Task objective
Scan the lines below for the string "commands" and report how many lines contain it, giving only the number.

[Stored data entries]
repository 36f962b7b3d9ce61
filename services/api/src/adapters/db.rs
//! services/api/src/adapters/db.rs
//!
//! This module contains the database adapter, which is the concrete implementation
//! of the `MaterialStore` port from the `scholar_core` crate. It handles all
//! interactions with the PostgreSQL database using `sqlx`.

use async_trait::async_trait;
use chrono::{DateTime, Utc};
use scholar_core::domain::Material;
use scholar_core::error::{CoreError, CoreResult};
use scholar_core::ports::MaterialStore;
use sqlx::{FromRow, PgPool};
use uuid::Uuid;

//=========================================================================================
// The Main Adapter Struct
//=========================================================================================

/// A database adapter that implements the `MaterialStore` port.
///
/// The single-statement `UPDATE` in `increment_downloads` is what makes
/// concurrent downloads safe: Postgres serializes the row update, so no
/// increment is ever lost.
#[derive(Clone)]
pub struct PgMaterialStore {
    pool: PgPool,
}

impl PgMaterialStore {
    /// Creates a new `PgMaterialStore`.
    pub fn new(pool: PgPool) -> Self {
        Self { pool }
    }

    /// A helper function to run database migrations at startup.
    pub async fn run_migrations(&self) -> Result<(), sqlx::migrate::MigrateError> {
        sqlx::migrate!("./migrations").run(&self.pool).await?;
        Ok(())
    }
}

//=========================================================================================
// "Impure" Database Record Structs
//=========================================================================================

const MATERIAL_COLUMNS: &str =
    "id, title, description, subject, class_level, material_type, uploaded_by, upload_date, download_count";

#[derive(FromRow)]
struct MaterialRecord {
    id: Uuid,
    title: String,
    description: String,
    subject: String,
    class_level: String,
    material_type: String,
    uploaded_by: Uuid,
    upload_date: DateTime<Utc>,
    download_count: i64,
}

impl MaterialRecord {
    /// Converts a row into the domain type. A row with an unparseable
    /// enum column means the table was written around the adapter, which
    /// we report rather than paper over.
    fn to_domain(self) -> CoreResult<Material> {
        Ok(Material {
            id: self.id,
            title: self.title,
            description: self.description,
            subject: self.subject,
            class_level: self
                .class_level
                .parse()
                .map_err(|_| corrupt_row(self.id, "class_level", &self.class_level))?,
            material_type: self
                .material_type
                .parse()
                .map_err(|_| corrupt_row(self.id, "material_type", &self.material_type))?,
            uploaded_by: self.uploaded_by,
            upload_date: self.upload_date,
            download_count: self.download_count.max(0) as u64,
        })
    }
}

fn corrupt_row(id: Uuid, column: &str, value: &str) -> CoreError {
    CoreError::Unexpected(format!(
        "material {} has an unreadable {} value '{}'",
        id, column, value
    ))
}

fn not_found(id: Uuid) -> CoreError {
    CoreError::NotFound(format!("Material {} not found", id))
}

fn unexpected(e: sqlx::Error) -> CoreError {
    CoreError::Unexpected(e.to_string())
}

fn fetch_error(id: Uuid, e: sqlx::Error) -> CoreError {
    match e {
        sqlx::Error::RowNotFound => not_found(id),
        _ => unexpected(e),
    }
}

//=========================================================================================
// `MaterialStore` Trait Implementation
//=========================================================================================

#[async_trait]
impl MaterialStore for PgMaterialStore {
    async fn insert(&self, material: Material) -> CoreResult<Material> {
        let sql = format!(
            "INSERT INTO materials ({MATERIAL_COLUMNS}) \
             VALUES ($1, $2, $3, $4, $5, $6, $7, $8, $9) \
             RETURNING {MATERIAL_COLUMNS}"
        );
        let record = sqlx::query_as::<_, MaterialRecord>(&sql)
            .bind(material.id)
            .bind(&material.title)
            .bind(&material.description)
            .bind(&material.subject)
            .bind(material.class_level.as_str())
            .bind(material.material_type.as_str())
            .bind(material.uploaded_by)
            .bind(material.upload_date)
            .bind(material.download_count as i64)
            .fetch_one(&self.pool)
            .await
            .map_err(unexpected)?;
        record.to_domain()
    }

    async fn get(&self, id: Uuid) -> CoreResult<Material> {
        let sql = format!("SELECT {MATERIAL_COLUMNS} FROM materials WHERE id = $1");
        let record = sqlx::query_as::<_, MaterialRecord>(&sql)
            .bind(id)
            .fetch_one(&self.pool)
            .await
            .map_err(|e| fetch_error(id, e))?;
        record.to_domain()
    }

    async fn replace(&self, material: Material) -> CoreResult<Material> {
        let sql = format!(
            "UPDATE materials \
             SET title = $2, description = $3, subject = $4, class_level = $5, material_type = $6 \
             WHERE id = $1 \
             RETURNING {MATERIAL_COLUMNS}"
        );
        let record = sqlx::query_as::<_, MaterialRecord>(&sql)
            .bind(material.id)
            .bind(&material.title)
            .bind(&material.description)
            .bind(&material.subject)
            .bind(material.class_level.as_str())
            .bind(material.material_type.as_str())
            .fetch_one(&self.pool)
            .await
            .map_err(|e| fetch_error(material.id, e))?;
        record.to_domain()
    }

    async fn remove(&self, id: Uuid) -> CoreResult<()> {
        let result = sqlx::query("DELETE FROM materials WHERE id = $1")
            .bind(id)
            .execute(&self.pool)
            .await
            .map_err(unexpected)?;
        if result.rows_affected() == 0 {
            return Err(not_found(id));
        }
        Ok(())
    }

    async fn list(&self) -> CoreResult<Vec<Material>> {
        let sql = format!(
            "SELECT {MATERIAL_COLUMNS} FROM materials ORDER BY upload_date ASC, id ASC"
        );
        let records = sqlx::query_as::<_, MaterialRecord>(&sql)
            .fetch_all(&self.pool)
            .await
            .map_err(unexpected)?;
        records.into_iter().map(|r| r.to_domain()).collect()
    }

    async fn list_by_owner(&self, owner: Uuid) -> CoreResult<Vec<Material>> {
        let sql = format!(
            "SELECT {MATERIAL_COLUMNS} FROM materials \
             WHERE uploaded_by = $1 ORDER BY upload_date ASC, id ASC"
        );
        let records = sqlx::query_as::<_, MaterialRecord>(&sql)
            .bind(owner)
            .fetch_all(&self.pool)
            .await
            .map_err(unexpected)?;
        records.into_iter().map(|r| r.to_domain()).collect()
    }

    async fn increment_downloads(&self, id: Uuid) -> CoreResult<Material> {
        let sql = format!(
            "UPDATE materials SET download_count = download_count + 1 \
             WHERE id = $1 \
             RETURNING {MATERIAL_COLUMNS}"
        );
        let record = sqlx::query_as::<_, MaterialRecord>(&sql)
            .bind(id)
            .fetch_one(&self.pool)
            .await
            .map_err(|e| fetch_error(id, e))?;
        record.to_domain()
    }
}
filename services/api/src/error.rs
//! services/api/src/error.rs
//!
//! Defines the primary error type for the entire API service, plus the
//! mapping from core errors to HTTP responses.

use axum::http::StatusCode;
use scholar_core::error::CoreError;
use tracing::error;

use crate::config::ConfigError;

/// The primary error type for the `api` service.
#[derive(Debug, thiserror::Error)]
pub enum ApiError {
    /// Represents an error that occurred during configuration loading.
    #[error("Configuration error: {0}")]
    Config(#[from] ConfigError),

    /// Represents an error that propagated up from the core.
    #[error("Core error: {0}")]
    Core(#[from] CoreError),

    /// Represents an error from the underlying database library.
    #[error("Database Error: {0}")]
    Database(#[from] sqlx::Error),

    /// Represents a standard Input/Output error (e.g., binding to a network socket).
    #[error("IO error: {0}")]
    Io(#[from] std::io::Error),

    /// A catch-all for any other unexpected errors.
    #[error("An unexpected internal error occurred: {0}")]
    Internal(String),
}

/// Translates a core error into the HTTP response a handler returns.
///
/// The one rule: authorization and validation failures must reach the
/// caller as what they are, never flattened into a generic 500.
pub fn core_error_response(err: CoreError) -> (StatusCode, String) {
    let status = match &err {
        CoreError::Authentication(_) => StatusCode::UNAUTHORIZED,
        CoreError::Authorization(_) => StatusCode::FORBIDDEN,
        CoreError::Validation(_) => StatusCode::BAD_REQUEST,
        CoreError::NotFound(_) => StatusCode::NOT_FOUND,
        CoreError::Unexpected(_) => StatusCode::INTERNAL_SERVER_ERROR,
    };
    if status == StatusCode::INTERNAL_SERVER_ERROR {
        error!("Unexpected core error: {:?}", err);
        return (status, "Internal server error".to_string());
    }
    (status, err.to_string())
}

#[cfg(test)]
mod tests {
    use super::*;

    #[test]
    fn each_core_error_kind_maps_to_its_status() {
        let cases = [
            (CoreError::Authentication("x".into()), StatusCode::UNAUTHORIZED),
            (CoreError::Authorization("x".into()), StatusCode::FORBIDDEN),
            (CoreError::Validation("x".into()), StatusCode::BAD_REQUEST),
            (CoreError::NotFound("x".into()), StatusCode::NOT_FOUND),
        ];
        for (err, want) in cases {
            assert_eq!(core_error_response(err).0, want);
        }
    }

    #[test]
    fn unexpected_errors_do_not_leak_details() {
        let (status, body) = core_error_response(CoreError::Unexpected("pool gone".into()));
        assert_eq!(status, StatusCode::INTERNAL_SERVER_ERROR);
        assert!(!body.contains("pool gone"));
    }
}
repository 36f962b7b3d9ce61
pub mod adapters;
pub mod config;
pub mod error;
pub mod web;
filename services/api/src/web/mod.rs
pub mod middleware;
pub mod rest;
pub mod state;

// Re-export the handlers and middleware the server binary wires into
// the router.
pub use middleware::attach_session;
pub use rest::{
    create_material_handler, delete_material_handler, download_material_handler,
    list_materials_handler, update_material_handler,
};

...

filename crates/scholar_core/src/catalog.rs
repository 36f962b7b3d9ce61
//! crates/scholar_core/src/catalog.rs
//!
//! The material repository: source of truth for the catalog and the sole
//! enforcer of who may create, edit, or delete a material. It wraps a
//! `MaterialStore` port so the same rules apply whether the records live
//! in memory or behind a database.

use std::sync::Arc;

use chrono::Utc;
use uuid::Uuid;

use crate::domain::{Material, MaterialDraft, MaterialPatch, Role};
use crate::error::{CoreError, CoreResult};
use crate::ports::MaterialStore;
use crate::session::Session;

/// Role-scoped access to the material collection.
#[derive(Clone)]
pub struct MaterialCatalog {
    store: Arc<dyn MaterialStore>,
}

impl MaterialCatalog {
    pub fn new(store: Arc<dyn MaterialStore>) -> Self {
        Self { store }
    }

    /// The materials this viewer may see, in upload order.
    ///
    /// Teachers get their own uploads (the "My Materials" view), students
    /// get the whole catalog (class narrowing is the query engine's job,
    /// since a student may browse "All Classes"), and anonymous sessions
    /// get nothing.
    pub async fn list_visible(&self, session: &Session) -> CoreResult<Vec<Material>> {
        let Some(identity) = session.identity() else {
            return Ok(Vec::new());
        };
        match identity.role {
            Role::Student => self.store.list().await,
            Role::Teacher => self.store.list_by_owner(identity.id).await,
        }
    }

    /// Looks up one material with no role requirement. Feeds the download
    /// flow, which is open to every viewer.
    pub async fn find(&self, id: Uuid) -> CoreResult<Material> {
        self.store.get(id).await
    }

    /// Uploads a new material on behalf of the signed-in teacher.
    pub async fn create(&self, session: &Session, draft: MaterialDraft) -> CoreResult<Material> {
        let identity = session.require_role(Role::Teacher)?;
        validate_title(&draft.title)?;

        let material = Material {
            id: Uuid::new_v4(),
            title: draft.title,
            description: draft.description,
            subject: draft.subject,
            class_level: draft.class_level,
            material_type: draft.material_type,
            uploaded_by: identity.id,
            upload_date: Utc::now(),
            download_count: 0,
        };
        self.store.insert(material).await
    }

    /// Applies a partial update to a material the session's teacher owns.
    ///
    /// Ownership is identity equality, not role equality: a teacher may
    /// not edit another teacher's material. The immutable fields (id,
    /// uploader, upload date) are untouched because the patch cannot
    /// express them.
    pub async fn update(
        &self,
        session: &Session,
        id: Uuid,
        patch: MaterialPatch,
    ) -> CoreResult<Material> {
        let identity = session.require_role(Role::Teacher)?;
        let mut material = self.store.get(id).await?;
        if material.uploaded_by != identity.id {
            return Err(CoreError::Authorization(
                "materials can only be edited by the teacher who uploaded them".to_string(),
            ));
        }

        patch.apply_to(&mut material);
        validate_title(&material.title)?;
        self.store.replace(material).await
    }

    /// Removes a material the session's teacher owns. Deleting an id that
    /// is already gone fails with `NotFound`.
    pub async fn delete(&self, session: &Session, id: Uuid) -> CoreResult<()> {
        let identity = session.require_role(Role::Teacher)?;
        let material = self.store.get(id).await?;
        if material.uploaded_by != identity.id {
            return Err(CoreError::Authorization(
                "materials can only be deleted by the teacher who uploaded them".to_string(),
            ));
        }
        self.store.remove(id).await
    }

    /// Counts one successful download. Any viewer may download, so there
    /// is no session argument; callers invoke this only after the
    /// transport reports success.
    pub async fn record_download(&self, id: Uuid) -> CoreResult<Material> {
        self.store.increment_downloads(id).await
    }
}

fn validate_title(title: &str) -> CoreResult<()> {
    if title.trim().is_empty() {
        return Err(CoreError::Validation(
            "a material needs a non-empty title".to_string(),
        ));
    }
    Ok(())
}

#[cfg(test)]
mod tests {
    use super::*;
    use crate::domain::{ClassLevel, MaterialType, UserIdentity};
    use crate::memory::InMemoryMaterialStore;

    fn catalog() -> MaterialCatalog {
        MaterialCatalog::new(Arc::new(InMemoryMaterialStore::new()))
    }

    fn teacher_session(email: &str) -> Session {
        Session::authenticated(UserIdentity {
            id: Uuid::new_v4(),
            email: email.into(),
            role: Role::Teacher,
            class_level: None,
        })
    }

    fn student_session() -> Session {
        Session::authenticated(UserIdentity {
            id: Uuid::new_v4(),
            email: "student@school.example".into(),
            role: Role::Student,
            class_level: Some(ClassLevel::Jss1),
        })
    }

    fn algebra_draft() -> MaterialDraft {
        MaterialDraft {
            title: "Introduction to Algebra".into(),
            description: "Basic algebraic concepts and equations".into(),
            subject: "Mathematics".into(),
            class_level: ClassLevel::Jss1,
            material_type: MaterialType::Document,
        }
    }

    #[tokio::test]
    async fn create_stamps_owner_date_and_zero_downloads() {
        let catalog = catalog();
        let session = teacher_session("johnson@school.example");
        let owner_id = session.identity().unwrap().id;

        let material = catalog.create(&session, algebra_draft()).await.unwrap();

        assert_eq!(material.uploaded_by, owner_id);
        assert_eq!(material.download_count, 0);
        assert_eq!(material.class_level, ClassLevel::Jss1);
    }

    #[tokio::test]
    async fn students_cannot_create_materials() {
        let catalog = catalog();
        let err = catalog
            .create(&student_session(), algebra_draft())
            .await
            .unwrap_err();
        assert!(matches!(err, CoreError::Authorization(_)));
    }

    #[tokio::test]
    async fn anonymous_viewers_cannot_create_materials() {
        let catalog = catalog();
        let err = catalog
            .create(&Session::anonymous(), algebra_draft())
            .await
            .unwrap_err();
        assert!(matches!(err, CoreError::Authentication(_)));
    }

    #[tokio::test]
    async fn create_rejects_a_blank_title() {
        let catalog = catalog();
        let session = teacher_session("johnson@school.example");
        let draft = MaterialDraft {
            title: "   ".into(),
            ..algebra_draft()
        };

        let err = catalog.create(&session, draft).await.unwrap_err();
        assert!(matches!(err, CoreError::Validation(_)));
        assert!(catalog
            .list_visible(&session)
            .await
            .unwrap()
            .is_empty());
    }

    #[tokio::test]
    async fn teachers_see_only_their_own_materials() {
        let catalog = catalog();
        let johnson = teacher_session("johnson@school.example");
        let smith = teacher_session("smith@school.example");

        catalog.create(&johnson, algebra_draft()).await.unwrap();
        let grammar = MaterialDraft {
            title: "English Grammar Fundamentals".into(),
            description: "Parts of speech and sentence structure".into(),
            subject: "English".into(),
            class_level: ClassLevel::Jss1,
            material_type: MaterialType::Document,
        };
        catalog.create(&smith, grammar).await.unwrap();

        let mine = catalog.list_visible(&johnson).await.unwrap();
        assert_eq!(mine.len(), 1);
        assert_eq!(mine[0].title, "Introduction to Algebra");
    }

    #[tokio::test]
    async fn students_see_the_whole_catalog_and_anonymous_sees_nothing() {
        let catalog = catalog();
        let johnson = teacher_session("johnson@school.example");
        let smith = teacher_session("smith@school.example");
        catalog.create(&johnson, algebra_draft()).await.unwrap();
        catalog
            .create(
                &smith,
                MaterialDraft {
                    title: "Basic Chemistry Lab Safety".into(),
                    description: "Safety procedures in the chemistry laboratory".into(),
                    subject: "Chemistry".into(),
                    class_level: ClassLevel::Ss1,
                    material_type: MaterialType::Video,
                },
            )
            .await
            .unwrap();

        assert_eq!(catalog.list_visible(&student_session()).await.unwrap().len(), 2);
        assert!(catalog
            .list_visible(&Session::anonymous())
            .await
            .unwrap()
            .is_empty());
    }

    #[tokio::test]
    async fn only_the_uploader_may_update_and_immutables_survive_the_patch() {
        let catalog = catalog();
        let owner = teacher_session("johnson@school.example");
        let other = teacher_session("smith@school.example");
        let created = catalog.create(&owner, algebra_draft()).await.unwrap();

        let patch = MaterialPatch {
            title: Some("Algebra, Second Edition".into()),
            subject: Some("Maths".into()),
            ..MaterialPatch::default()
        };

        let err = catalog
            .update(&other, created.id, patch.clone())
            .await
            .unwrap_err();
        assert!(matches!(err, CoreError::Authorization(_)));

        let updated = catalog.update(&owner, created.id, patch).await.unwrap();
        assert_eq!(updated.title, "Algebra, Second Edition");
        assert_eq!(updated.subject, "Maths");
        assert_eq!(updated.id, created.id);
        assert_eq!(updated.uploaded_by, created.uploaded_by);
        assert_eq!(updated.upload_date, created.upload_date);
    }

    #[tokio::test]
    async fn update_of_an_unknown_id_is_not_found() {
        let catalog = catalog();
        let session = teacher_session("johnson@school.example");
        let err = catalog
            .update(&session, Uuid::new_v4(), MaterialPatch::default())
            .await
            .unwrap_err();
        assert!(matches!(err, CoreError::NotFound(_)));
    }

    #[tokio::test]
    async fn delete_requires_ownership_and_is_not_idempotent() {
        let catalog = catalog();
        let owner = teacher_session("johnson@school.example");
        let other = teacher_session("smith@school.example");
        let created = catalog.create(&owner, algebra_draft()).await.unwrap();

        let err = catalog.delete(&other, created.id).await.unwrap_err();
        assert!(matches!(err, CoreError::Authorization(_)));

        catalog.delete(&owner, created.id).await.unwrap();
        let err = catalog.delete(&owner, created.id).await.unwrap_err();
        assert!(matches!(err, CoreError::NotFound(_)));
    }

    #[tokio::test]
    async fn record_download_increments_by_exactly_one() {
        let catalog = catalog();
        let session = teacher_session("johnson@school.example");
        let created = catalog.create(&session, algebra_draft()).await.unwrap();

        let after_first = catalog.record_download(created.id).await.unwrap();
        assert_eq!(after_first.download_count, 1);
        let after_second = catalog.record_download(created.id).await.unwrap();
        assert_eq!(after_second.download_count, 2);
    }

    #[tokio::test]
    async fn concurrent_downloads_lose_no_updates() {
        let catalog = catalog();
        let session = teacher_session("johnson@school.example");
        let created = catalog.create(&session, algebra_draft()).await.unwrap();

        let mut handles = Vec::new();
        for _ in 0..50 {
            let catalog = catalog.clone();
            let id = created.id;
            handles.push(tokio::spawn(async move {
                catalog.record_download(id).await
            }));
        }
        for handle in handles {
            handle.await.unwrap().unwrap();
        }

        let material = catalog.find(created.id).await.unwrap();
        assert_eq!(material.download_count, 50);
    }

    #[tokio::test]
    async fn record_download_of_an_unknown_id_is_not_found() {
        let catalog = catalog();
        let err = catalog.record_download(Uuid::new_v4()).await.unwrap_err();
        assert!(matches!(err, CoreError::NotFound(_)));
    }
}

==

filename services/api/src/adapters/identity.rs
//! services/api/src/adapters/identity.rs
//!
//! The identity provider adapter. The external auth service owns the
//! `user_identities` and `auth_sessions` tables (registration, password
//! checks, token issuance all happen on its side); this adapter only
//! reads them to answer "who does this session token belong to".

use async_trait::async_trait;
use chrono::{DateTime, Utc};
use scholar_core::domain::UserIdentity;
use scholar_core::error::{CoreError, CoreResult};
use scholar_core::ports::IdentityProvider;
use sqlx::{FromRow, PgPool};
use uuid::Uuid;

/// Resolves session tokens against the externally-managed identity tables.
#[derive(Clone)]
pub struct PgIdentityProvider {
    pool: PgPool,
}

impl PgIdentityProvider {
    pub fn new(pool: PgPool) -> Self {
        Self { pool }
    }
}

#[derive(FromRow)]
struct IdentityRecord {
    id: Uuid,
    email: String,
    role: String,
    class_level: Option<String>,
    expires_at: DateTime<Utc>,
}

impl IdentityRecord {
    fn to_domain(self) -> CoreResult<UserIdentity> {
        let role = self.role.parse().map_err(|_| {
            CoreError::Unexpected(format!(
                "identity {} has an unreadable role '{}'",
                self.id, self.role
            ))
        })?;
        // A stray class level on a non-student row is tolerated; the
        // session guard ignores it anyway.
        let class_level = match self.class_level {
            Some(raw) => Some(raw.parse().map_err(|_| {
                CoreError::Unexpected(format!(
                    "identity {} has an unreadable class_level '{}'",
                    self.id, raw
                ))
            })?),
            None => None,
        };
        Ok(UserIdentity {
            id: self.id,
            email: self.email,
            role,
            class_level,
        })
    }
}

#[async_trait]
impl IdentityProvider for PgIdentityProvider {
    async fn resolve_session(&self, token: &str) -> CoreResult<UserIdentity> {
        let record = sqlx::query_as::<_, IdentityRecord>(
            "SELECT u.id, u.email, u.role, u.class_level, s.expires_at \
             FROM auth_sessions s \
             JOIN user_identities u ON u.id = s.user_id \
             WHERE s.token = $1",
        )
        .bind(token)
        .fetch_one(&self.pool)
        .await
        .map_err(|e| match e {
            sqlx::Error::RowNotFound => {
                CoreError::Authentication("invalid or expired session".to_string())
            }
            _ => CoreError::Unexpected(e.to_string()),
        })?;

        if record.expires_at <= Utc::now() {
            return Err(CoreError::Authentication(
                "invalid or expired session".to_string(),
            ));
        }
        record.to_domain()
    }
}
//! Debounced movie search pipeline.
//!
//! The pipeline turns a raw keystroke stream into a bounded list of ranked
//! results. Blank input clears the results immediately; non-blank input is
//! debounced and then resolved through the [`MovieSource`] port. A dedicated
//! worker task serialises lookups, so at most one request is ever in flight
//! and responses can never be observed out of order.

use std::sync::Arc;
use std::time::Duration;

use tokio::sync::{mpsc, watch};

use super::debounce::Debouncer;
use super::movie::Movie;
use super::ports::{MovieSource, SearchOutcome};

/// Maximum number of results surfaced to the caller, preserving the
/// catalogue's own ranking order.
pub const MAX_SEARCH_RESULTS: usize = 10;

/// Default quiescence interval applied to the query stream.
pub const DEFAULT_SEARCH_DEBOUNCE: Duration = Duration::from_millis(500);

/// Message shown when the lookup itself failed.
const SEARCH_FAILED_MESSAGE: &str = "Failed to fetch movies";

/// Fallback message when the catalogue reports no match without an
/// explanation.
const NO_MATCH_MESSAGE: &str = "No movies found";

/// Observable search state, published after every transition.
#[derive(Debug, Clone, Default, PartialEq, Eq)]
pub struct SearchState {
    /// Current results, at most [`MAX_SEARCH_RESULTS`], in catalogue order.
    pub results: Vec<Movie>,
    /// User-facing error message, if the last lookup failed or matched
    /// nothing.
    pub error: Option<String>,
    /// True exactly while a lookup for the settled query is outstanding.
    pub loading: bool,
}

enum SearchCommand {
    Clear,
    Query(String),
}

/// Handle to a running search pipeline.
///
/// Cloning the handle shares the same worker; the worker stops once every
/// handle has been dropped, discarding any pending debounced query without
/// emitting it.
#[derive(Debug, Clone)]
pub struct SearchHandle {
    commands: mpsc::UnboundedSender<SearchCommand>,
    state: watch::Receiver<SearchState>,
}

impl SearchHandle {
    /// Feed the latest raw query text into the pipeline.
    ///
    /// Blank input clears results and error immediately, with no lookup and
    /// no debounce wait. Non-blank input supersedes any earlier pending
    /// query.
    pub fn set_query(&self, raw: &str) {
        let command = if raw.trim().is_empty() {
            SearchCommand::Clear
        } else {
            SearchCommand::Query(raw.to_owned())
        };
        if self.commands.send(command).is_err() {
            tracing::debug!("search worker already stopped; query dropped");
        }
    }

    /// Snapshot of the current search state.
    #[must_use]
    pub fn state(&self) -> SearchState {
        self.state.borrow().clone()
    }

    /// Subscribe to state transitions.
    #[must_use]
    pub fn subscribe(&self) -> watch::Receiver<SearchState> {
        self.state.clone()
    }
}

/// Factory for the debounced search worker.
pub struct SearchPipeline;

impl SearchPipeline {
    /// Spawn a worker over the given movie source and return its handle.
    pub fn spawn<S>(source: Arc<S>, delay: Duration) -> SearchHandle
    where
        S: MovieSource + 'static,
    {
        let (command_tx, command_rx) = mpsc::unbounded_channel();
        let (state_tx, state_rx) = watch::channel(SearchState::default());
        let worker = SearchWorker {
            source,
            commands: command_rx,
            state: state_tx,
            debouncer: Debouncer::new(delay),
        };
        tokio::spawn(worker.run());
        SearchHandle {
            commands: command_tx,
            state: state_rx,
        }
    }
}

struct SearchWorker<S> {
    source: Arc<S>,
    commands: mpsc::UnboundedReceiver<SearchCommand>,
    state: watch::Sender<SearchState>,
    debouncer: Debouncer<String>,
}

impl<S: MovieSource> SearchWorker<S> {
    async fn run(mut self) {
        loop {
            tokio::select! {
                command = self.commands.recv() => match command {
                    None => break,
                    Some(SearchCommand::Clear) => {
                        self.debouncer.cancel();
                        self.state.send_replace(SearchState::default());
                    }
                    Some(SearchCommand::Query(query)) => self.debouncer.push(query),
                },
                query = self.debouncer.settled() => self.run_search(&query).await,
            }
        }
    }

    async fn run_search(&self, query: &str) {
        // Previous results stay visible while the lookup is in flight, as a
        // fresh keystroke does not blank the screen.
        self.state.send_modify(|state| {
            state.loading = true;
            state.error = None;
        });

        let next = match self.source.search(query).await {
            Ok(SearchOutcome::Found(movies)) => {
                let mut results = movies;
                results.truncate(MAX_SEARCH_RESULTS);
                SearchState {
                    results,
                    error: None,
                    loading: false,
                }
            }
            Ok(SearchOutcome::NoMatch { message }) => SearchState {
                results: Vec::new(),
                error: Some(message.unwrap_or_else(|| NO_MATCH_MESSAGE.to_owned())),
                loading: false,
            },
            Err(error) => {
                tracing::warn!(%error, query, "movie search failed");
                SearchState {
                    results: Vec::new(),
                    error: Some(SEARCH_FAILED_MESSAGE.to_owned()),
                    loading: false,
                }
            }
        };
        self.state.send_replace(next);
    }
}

Task answer
6